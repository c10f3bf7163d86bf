//! The `update` command: one pipeline run against Reddit.

use brandpulse_core::{load_tracking, AppConfig};
use brandpulse_db::MentionStore;
use brandpulse_sentiment::{
    run_update_pipeline, NoNewDataReason, PipelineOutcome, RedditClient, RedditCredentials,
    UnavailableSource,
};

/// Run the update pipeline with the configured tracking and Reddit client.
///
/// If the token exchange fails, the run still goes through with every pair
/// recorded as failed.
///
/// # Errors
///
/// Returns an error if the tracking file or Reddit credentials are invalid,
/// if persisting new mentions fails, or if every search failed.
pub(crate) async fn run_update(config: &AppConfig, store: &MentionStore) -> anyhow::Result<()> {
    let tracking = load_tracking(config.tracking_path.as_deref())?;
    let credentials = RedditCredentials::from_env().map_err(anyhow::Error::msg)?;

    tracing::info!(
        db = %store.path().display(),
        brands = ?tracking.brands,
        subreddits = ?tracking.subreddits,
        "starting update"
    );

    let outcome = match RedditClient::connect(&credentials, config.request_timeout_secs).await {
        Ok(client) => run_update_pipeline(store, &client, &tracking).await?,
        Err(e) => {
            tracing::error!(error = %e, "Reddit authentication failed");
            let source = UnavailableSource::new(e.to_string());
            run_update_pipeline(store, &source, &tracking).await?
        }
    };

    println!("{}", summarize(&outcome));

    let failed = outcome.failed_pairs().len();
    if failed > 0 && failed == tracking.pair_count() {
        anyhow::bail!("all {failed} searches failed; see the log for details");
    }
    Ok(())
}

/// One-line human summary of a finished run.
pub(crate) fn summarize(outcome: &PipelineOutcome) -> String {
    let failed = outcome.failed_pairs().len();
    let suffix = if failed == 0 {
        String::new()
    } else {
        format!(" ({failed} searches failed)")
    };

    match outcome {
        PipelineOutcome::NoNewData {
            reason: NoNewDataReason::EmptyFetch,
            ..
        } => format!("No new mentions found{suffix}."),
        PipelineOutcome::NoNewData {
            reason: NoNewDataReason::AlreadySeen,
            ..
        } => format!("No new mentions found; everything fetched is already stored{suffix}."),
        PipelineOutcome::Completed { appended, .. } => {
            format!("Saved {appended} new mentions{suffix}.")
        }
    }
}
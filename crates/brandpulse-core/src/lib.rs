//! Shared data model and configuration for brandpulse.

pub mod app_config;
pub mod config;
pub mod export;
pub mod mention;
pub mod outcome;
pub mod tracking;

pub use app_config::AppConfig;
pub use config::{load_app_config, load_app_config_from_env};
pub use export::{mentions_to_csv, CSV_COLUMNS};
pub use mention::{
    epoch_seconds, from_epoch_seconds, Mention, ParseLabelError, SentimentLabel, MISSING_AUTHOR,
    NEGATIVE_THRESHOLD, POSITIVE_THRESHOLD,
};
pub use outcome::Outcome;
pub use tracking::{load_tracking, TrackingConfig};

use thiserror::Error;

#[derive(Debug, Error)]
pub enum ConfigError {
    #[error("invalid value for {var}: {reason}")]
    InvalidEnvVar { var: String, reason: String },

    #[error("failed to read tracking file {path}: {source}")]
    TrackingFileIo {
        path: String,
        #[source]
        source: std::io::Error,
    },

    #[error("failed to parse tracking file: {0}")]
    TrackingFileParse(#[from] serde_yaml::Error),

    #[error("tracking config validation failed: {0}")]
    Validation(String),
}
use axum::{
    extract::{Query, State},
    http::{header, StatusCode},
    response::{IntoResponse, Response},
    Extension, Json,
};
use brandpulse_core::{mentions_to_csv, Mention};
use serde::{Deserialize, Serialize};

use crate::dashboard::FilterQuery;
use crate::middleware::RequestId;

use super::{load_view, ApiError, ApiResponse, AppState};

const EXPORT_FILE_NAME: &str = "reddit_sentiment_data.csv";
const PAGE_SIZES: [usize; 4] = [10, 25, 50, 100];

#[derive(Debug, Deserialize)]
pub(super) struct PageQuery {
    pub page: Option<usize>,
    pub page_size: Option<usize>,
}

#[derive(Debug, Serialize)]
pub(super) struct MentionsPage {
    pub empty: bool,
    pub warning: Option<String>,
    /// Rows matching the filter.
    pub matched: usize,
    /// Rows in the whole store.
    pub total_records: usize,
    pub page: usize,
    pub page_size: usize,
    pub rows: Vec<Mention>,
}

/// Snap to the nearest offered page size at or above the request.
pub(super) fn normalize_page_size(requested: Option<usize>) -> usize {
    let requested = requested.unwrap_or(PAGE_SIZES[0]);
    PAGE_SIZES
        .iter()
        .copied()
        .find(|&size| size >= requested)
        .unwrap_or(PAGE_SIZES[PAGE_SIZES.len() - 1])
}

pub(super) async fn list_mentions(
    State(state): State<AppState>,
    Extension(req_id): Extension<RequestId>,
    Query(query): Query<FilterQuery>,
    Query(paging): Query<PageQuery>,
) -> Result<Json<ApiResponse<MentionsPage>>, ApiError> {
    let view = load_view(&state, &req_id.0, &query).await?;
    let rows = view.rows();
    let (empty, warning) = view.notice(rows.len());

    let page = paging.page.unwrap_or(1).max(1);
    let page_size = normalize_page_size(paging.page_size);
    let page_rows = rows
        .iter()
        .skip((page - 1).saturating_mul(page_size))
        .take(page_size)
        .map(|m| (*m).clone())
        .collect();

    Ok(ApiResponse::new(
        MentionsPage {
            empty,
            warning,
            matched: rows.len(),
            total_records: view.dataset.mentions.len(),
            page,
            page_size,
            rows: page_rows,
        },
        req_id.0,
    ))
}

/// Filtered rows as a CSV download.
pub(super) async fn export_csv(
    State(state): State<AppState>,
    Extension(req_id): Extension<RequestId>,
    Query(query): Query<FilterQuery>,
) -> Result<Response, ApiError> {
    let view = load_view(&state, &req_id.0, &query).await?;

    Ok((
        StatusCode::OK,
        [
            (header::CONTENT_TYPE, "text/csv; charset=utf-8".to_string()),
            (
                header::CONTENT_DISPOSITION,
                format!("attachment; filename=\"{EXPORT_FILE_NAME}\""),
            ),
        ],
        mentions_to_csv(view.rows()),
    )
        .into_response())
}
mod api;
mod dashboard;
mod middleware;

use std::sync::Arc;
use std::time::Duration;

use brandpulse_db::MentionStore;
use tracing_subscriber::EnvFilter;

use crate::api::{build_app, AppState};
use crate::dashboard::DatasetCache;

#[tokio::main]
async fn main() -> anyhow::Result<()> {
    dotenvy::dotenv().ok();
    let config = brandpulse_core::load_app_config()?;
    let env_filter = EnvFilter::try_from_default_env()
        .or_else(|_| EnvFilter::try_new(config.log_level.clone()))?;
    tracing_subscriber::fmt().with_env_filter(env_filter).init();

    let store = MentionStore::new(&config.db_path);
    if !store.path().exists() {
        tracing::warn!(
            path = %store.path().display(),
            "database not found; run `brandpulse update` to collect mentions"
        );
    }
    let cache = DatasetCache::new(store, Duration::from_secs(config.cache_ttl_secs));
    let app = build_app(AppState {
        cache: Arc::new(cache),
    });

    let listener = tokio::net::TcpListener::bind(config.bind_addr).await?;
    tracing::info!(addr = %config.bind_addr, "dashboard listening");
    axum::serve(listener, app)
        .with_graceful_shutdown(shutdown_signal())
        .await?;
    Ok(())
}

async fn shutdown_signal() {
    let ctrl_c = async {
        tokio::signal::ctrl_c()
            .await
            .expect("failed to listen for ctrl-c");
    };

    #[cfg(unix)]
    let terminate = async {
        tokio::signal::unix::signal(tokio::signal::unix::SignalKind::terminate())
            .expect("failed to install signal handler")
            .recv()
            .await;
    };

    #[cfg(not(unix))]
    let terminate = std::future::pending::<()>();

    tokio::select! {
        () = ctrl_c => {},
        () = terminate => {},
    }

    tracing::info!("received shutdown signal, starting graceful shutdown");
}
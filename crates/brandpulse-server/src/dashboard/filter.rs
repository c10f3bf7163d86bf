//! Sidebar-style filtering of the loaded dataset.

use std::collections::BTreeSet;

use brandpulse_core::{Mention, SentimentLabel};
use chrono::{DateTime, Days, NaiveDate, Utc};
use serde::{Deserialize, Serialize};

/// Length of the default date window, ending at the newest mention.
const DEFAULT_WINDOW_DAYS: u64 = 30;

/// Filter selections as they arrive on the query string.
///
/// List fields are comma separated. An absent field means "everything"; a
/// present but empty field selects nothing.
#[derive(Debug, Default, Clone, Deserialize)]
pub struct FilterQuery {
    pub brands: Option<String>,
    pub subreddits: Option<String>,
    pub labels: Option<String>,
    pub start: Option<NaiveDate>,
    pub end: Option<NaiveDate>,
}

/// Values the dashboard offers as filter choices.
#[derive(Debug, Clone, PartialEq, Serialize)]
pub struct FilterOptions {
    pub brands: Vec<String>,
    pub subreddits: Vec<String>,
    pub labels: Vec<SentimentLabel>,
    pub min_date: NaiveDate,
    pub max_date: NaiveDate,
    pub default_start: NaiveDate,
    pub default_end: NaiveDate,
    pub last_updated: Option<DateTime<Utc>>,
    pub total_records: usize,
}

impl FilterOptions {
    /// Choices derived from `mentions`; `None` when there are no rows.
    #[must_use]
    pub fn from_mentions(
        mentions: &[Mention],
        last_updated: Option<DateTime<Utc>>,
    ) -> Option<Self> {
        let min_date = mentions.iter().map(Mention::date).min()?;
        let max_date = mentions.iter().map(Mention::date).max()?;
        let default_start = max_date
            .checked_sub_days(Days::new(DEFAULT_WINDOW_DAYS))
            .map_or(min_date, |start| start.max(min_date));

        let brands: BTreeSet<&str> = mentions.iter().map(|m| m.brand.as_str()).collect();
        let subreddits: BTreeSet<&str> = mentions.iter().map(|m| m.subreddit.as_str()).collect();

        Some(Self {
            brands: brands.into_iter().map(str::to_string).collect(),
            subreddits: subreddits.into_iter().map(str::to_string).collect(),
            labels: SentimentLabel::ALL.to_vec(),
            min_date,
            max_date,
            default_start,
            default_end: max_date,
            last_updated,
            total_records: mentions.len(),
        })
    }
}

/// Conjunction of brand, subreddit, date and label constraints.
#[derive(Debug, Clone, PartialEq)]
pub struct MentionFilter {
    pub brands: BTreeSet<String>,
    pub subreddits: BTreeSet<String>,
    pub labels: BTreeSet<SentimentLabel>,
    pub start: NaiveDate,
    pub end: NaiveDate,
}

/// A resolved filter plus an optional notice for the user.
#[derive(Debug, Clone, PartialEq)]
pub struct ResolvedFilter {
    pub filter: MentionFilter,
    pub warning: Option<String>,
}

fn split_list(raw: &str) -> impl Iterator<Item = &str> {
    raw.split(',').map(str::trim).filter(|s| !s.is_empty())
}

fn string_set(raw: Option<&str>, all: &[String]) -> BTreeSet<String> {
    match raw {
        Some(list) => split_list(list).map(str::to_string).collect(),
        None => all.iter().cloned().collect(),
    }
}

impl MentionFilter {
    /// Fill unspecified selections from `options`.
    ///
    /// Supplying only one end of the date range falls back to the full range
    /// and attaches a warning.
    ///
    /// # Errors
    ///
    /// Returns a message for an unknown sentiment label or a start date after
    /// the end date.
    pub fn resolve(query: &FilterQuery, options: &FilterOptions) -> Result<ResolvedFilter, String> {
        let labels = match query.labels.as_deref() {
            Some(list) => split_list(list)
                .map(|l| l.parse::<SentimentLabel>().map_err(|e| e.to_string()))
                .collect::<Result<BTreeSet<_>, _>>()?,
            None => options.labels.iter().copied().collect(),
        };

        let (start, end, warning) = match (query.start, query.end) {
            (Some(start), Some(end)) => (start, end, None),
            (None, None) => (options.default_start, options.default_end, None),
            _ => (
                options.min_date,
                options.max_date,
                Some("Please select both start and end dates".to_string()),
            ),
        };
        if start > end {
            return Err(format!("start date {start} is after end date {end}"));
        }

        Ok(ResolvedFilter {
            filter: MentionFilter {
                brands: string_set(query.brands.as_deref(), &options.brands),
                subreddits: string_set(query.subreddits.as_deref(), &options.subreddits),
                labels,
                start,
                end,
            },
            warning,
        })
    }

    #[must_use]
    pub fn matches(&self, mention: &Mention) -> bool {
        let date = mention.date();
        self.brands.contains(&mention.brand)
            && self.subreddits.contains(&mention.subreddit)
            && self.start <= date
            && date <= self.end
            && self.labels.contains(&mention.sentiment_label)
    }

    /// Matching mentions in their original order.
    #[must_use]
    pub fn apply<'a>(&self, mentions: &'a [Mention]) -> Vec<&'a Mention> {
        mentions.iter().filter(|m| self.matches(m)).collect()
    }
}

#[cfg(test)]
mod tests {
    use chrono::TimeZone;

    use super::*;

    fn mention(id: &str, brand: &str, sub: &str, day: u32, score: f64) -> Mention {
        let created = Utc.with_ymd_and_hms(2024, 3, day, 10, 0, 0).unwrap();
        let mut m = Mention::unscored(id, brand, "text", sub, "me", created, "u");
        m.apply_score(score);
        m
    }

    fn date(day: u32) -> NaiveDate {
        NaiveDate::from_ymd_opt(2024, 3, day).unwrap()
    }

    fn rows() -> Vec<Mention> {
        vec![
            mention("1", "NVIDIA", "hardware", 1, 0.7),
            mention("2", "AMD", "gaming", 10, -0.6),
            mention("3", "NVIDIA", "gaming", 20, 0.0),
        ]
    }

    #[test]
    fn options_collect_sorted_choices_and_dates() {
        let options = FilterOptions::from_mentions(&rows(), None).unwrap();
        assert_eq!(options.brands, vec!["AMD", "NVIDIA"]);
        assert_eq!(options.subreddits, vec!["gaming", "hardware"]);
        assert_eq!(options.min_date, date(1));
        assert_eq!(options.max_date, date(20));
        assert_eq!(options.total_records, 3);
    }

    #[test]
    fn default_start_is_clamped_to_oldest_date() {
        let options = FilterOptions::from_mentions(&rows(), None).unwrap();
        assert_eq!(options.default_start, date(1));
        assert_eq!(options.default_end, date(20));
    }

    #[test]
    fn default_window_is_thirty_days_before_newest() {
        let mut data = rows();
        data.push(mention("4", "AMD", "gaming", 31, 0.1));
        let old = Utc.with_ymd_and_hms(2023, 12, 1, 0, 0, 0).unwrap();
        data.push(Mention::unscored("0", "AMD", "t", "gaming", "me", old, "u"));

        let options = FilterOptions::from_mentions(&data, None).unwrap();
        assert_eq!(options.default_start, date(1));
        assert_eq!(options.default_end, date(31));
    }

    #[test]
    fn empty_dataset_has_no_options() {
        assert!(FilterOptions::from_mentions(&[], None).is_none());
    }

    #[test]
    fn absent_query_selects_everything_in_default_range() {
        let data = rows();
        let options = FilterOptions::from_mentions(&data, None).unwrap();
        let resolved = MentionFilter::resolve(&FilterQuery::default(), &options).unwrap();
        assert!(resolved.warning.is_none());
        assert_eq!(resolved.filter.apply(&data).len(), 3);
    }

    #[test]
    fn filters_combine_conjunctively() {
        let data = rows();
        let options = FilterOptions::from_mentions(&data, None).unwrap();
        let query = FilterQuery {
            brands: Some("NVIDIA".to_string()),
            subreddits: Some("gaming, hardware".to_string()),
            labels: Some("positive,neutral".to_string()),
            start: Some(date(5)),
            end: Some(date(25)),
        };
        let filter = MentionFilter::resolve(&query, &options).unwrap().filter;
        let ids: Vec<&str> = filter.apply(&data).iter().map(|m| m.id.as_str()).collect();
        assert_eq!(ids, vec!["3"]);
    }

    #[test]
    fn empty_selection_matches_nothing() {
        let data = rows();
        let options = FilterOptions::from_mentions(&data, None).unwrap();
        let query = FilterQuery {
            brands: Some(String::new()),
            ..FilterQuery::default()
        };
        let filter = MentionFilter::resolve(&query, &options).unwrap().filter;
        assert!(filter.apply(&data).is_empty());
    }

    #[test]
    fn single_date_bound_uses_full_range_with_warning() {
        let options = FilterOptions::from_mentions(&rows(), None).unwrap();
        let query = FilterQuery {
            start: Some(date(15)),
            ..FilterQuery::default()
        };
        let resolved = MentionFilter::resolve(&query, &options).unwrap();
        assert_eq!(resolved.filter.start, date(1));
        assert_eq!(resolved.filter.end, date(20));
        assert!(resolved.warning.is_some());
    }

    #[test]
    fn unknown_label_and_reversed_range_are_rejected() {
        let options = FilterOptions::from_mentions(&rows(), None).unwrap();
        let bad_label = FilterQuery {
            labels: Some("Ecstatic".to_string()),
            ..FilterQuery::default()
        };
        assert!(MentionFilter::resolve(&bad_label, &options).is_err());

        let reversed = FilterQuery {
            start: Some(date(20)),
            end: Some(date(1)),
            ..FilterQuery::default()
        };
        assert!(MentionFilter::resolve(&reversed, &options).is_err());
    }
}
//! Mention sources and the per-pair fetch loop.

mod reddit;
mod reddit_helpers;

pub use reddit::RedditClient;

use std::time::Duration;

use brandpulse_core::{Mention, Outcome, TrackingConfig};
use indicatif::{ProgressBar, ProgressStyle};

use crate::error::SentimentError;
use crate::types::{FetchReport, PairOutcome};

/// A searchable post source.
#[allow(async_fn_in_trait)]
pub trait SearchApi {
    /// Up to `limit` newest posts in `subreddit` matching `brand`.
    async fn search(
        &self,
        subreddit: &str,
        brand: &str,
        limit: u32,
    ) -> Result<Vec<Mention>, SentimentError>;
}

/// Stand-in source for when the real client could not be built.
///
/// Every search fails with the stored reason, so each pair is reported as
/// failed instead of the run aborting.
#[derive(Debug, Clone)]
pub struct UnavailableSource {
    reason: String,
}

impl UnavailableSource {
    pub fn new(reason: impl Into<String>) -> Self {
        Self {
            reason: reason.into(),
        }
    }
}

impl SearchApi for UnavailableSource {
    async fn search(
        &self,
        _subreddit: &str,
        _brand: &str,
        _limit: u32,
    ) -> Result<Vec<Mention>, SentimentError> {
        Err(SentimentError::Reddit(self.reason.clone()))
    }
}

fn start_progress(len: usize) -> ProgressBar {
    let pb = ProgressBar::new(len as u64);
    let style = ProgressStyle::with_template(
        "{spinner:.green} [{elapsed_precise}] [{wide_bar:.cyan/blue}] {pos}/{len} {msg}",
    )
    .unwrap_or_else(|_| ProgressStyle::default_bar());
    pb.set_style(style);
    pb.enable_steady_tick(Duration::from_millis(100));
    pb
}

/// Search every (subreddit, brand) pair once, subreddits outermost.
///
/// A failed search is logged, recorded as [`Outcome::Failed`] for its pair
/// and contributes no mentions; the loop always visits every pair.
pub async fn fetch_mentions<A: SearchApi>(api: &A, tracking: &TrackingConfig) -> FetchReport {
    let mut report = FetchReport::default();
    let pb = start_progress(tracking.pair_count());

    for subreddit in &tracking.subreddits {
        for brand in &tracking.brands {
            pb.set_message(format!("r/{subreddit} '{brand}'"));

            let outcome = match api.search(subreddit, brand, tracking.limit_per_pair).await {
                Ok(found) if found.is_empty() => Outcome::Empty,
                Ok(found) => {
                    let count = found.len();
                    report.mentions.extend(found);
                    Outcome::Success(count)
                }
                Err(e) => {
                    tracing::warn!(
                        subreddit = %subreddit,
                        brand = %brand,
                        error = %e,
                        "search failed; skipping pair"
                    );
                    Outcome::Failed(e.to_string())
                }
            };

            report.pairs.push(PairOutcome {
                subreddit: subreddit.clone(),
                brand: brand.clone(),
                outcome,
            });
            pb.inc(1);
        }
    }

    pb.finish_and_clear();
    tracing::info!(
        mentions = report.mentions.len(),
        pairs = report.pairs.len(),
        failed = report.failed_pairs().count(),
        "fetch complete"
    );
    report
}
use std::sync::Arc;
use std::time::{Duration, Instant};

use brandpulse_core::{Mention, Outcome};
use brandpulse_db::MentionStore;
use chrono::{DateTime, Utc};
use tokio::sync::Mutex;

/// One snapshot of the store as served to the dashboard.
#[derive(Debug, Default)]
pub struct Dataset {
    pub mentions: Vec<Mention>,
    /// Modification time of the database file when the snapshot was taken.
    pub last_updated: Option<DateTime<Utc>>,
}

#[derive(Debug)]
struct Entry {
    dataset: Arc<Dataset>,
    loaded_at: Instant,
}

/// Time-bounded cache of the full store contents.
///
/// Failed loads are served as an empty dataset but never cached, so the next
/// request tries the store again.
#[derive(Debug)]
pub struct DatasetCache {
    store: MentionStore,
    ttl: Duration,
    entry: Mutex<Option<Entry>>,
}

impl DatasetCache {
    pub fn new(store: MentionStore, ttl: Duration) -> Self {
        Self {
            store,
            ttl,
            entry: Mutex::new(None),
        }
    }

    #[must_use]
    pub fn store(&self) -> &MentionStore {
        &self.store
    }

    /// Current dataset, reloading from the store when missing or expired.
    pub async fn get(&self) -> Arc<Dataset> {
        let mut entry = self.entry.lock().await;
        if let Some(cached) = entry.as_ref() {
            if cached.loaded_at.elapsed() < self.ttl {
                return Arc::clone(&cached.dataset);
            }
            tracing::debug!("dataset cache expired");
        }

        let (mentions, cacheable) = match self.store.load_all().await {
            Outcome::Success(rows) => (rows, true),
            Outcome::Empty => (Vec::new(), true),
            Outcome::Failed(_) => (Vec::new(), false),
        };
        let dataset = Arc::new(Dataset {
            mentions,
            last_updated: self.store.last_modified(),
        });
        tracing::debug!(rows = dataset.mentions.len(), cacheable, "dataset loaded");

        *entry = cacheable.then(|| Entry {
            dataset: Arc::clone(&dataset),
            loaded_at: Instant::now(),
        });
        dataset
    }

    /// Drop the cached dataset so the next [`Self::get`] reloads it.
    pub async fn invalidate(&self) {
        *self.entry.lock().await = None;
    }
}
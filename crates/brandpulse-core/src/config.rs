use crate::app_config::AppConfig;
use crate::ConfigError;

const DEFAULT_DB_PATH: &str = "data/reddit_sentiment.db";
const DEFAULT_BIND_ADDR: &str = "127.0.0.1:8501";

/// Load application configuration from environment variables.
///
/// Calls `dotenvy::dotenv().ok()` to load `.env` files before reading env vars.
///
/// # Errors
///
/// Returns `ConfigError` if a value is present but invalid.
pub fn load_app_config() -> Result<AppConfig, ConfigError> {
    dotenvy::dotenv().ok();
    load_app_config_from_env()
}

/// Load application configuration from environment variables already in the process.
///
/// Unlike [`load_app_config`], this does NOT load `.env` files.
///
/// # Errors
///
/// Returns `ConfigError` if a value is present but invalid.
pub fn load_app_config_from_env() -> Result<AppConfig, ConfigError> {
    build_app_config(|key| std::env::var(key))
}

/// Build application configuration using the provided env-var lookup function.
///
/// Decoupled from the process environment so tests can pass a `HashMap` lookup.
fn build_app_config<F>(lookup: F) -> Result<AppConfig, ConfigError>
where
    F: Fn(&str) -> Result<String, std::env::VarError>,
{
    use std::net::SocketAddr;
    use std::path::PathBuf;

    let or_default = |var: &str, default: &str| -> String {
        lookup(var).unwrap_or_else(|_| default.to_string())
    };

    let parse_addr = |var: &str, default: &str| -> Result<SocketAddr, ConfigError> {
        let raw = or_default(var, default);
        raw.parse::<SocketAddr>()
            .map_err(|e| ConfigError::InvalidEnvVar {
                var: var.to_string(),
                reason: e.to_string(),
            })
    };

    let parse_u64 = |var: &str, default: &str| -> Result<u64, ConfigError> {
        let raw = or_default(var, default);
        raw.parse::<u64>().map_err(|e| ConfigError::InvalidEnvVar {
            var: var.to_string(),
            reason: e.to_string(),
        })
    };

    let db_path = PathBuf::from(or_default("BRANDPULSE_DB_PATH", DEFAULT_DB_PATH));
    let bind_addr = parse_addr("BRANDPULSE_BIND_ADDR", DEFAULT_BIND_ADDR)?;
    let log_level = or_default("BRANDPULSE_LOG_LEVEL", "info");
    let cache_ttl_secs = parse_u64("BRANDPULSE_CACHE_TTL_SECS", "300")?;
    let request_timeout_secs = parse_u64("BRANDPULSE_REQUEST_TIMEOUT_SECS", "30")?;
    let tracking_path = lookup("BRANDPULSE_TRACKING_PATH")
        .ok()
        .filter(|p| !p.trim().is_empty())
        .map(PathBuf::from);

    if request_timeout_secs == 0 {
        return Err(ConfigError::InvalidEnvVar {
            var: "BRANDPULSE_REQUEST_TIMEOUT_SECS".to_string(),
            reason: "must be greater than zero".to_string(),
        });
    }

    Ok(AppConfig {
        db_path,
        bind_addr,
        log_level,
        cache_ttl_secs,
        request_timeout_secs,
        tracking_path,
    })
}

#[cfg(test)]
#[path = "config_test.rs"]
mod tests;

▬▬▬▬▬▬▬▬▬▬

▶ **Requirement**:
Only one stretch of the records above is wanted: the lines between the one holding "for its pair" and the one holding "for brand in", inclusive, reproduced exactly.

▶ **Result of this exercise**:
/// A failed search is logged, recorded as [`Outcome::Failed`] for its pair
/// and contributes no mentions; the loop always visits every pair.
pub async fn fetch_mentions<A: SearchApi>(api: &A, tracking: &TrackingConfig) -> FetchReport {
    let mut report = FetchReport::default();
    let pb = start_progress(tracking.pair_count());

    for subreddit in &tracking.subreddits {
        for brand in &tracking.brands {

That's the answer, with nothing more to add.